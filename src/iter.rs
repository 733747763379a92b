//! Random-access cursors over a [`Vector`](crate::Vector)'s storage.
//!
//! Both cursor types are a thin wrapper around one address into the buffer. All arithmetic and
//! comparison is plain (wrapping) pointer arithmetic; nothing is bounds checked, and reading
//! through a cursor is `unsafe`.
//!
//! ```
//! use rcontainers::vector;
//!
//! let v = vector![10, 20, 30, 40];
//! let mut it = v.begin();
//!
//! it += 2;
//! assert_eq!(unsafe { *it.get() }, 30);
//! assert_eq!(unsafe { *it.at(-1) }, 20);
//! assert_eq!(v.end() - it, 2);
//! assert!(v.begin() < it);
//! ```
use crate::cursor::element_mut;

/// A mutable random-access cursor into a vector (`iterator`).
pub struct VectorIterator<T> {
    ptr: *mut T,
}

/// A read-only random-access cursor into a vector (`const_iterator`).
pub struct ConstVectorIterator<T> {
    ptr: *const T,
}

vector_cursor!(VectorIterator, *mut T);
vector_cursor!(ConstVectorIterator, *const T);

impl<T> VectorIterator<T> {
    /// Mutable address of the slot under the cursor.
    ///
    /// Writing through it is only sound while the vector could be borrowed mutably, i.e. while
    /// no shared reference to the vector or its elements is in use.
    #[inline]
    pub fn as_mut_ptr(&self) -> *mut T {
        self.ptr
    }

    /// Returns the element under the cursor mutably.
    ///
    /// # Safety
    ///
    /// The cursor must point at a live element, and no other reference to it may exist during
    /// `'a`. Cursors are handed out by `&self` methods, so the vector must also not be shared:
    /// the caller needs the access a `&mut Vector` would give.
    #[inline]
    pub unsafe fn get_mut<'a>(&self) -> &'a mut T {
        unsafe { element_mut(self.ptr) }
    }
}

impl<T> From<VectorIterator<T>> for ConstVectorIterator<T> {
    #[inline]
    fn from(it: VectorIterator<T>) -> Self {
        ConstVectorIterator::from_raw(it.ptr)
    }
}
◆ ◆ ◆ ◆ ◆
### Your instructions
Provide only the number of lines in the records containing the string "reference".

### Expected output
2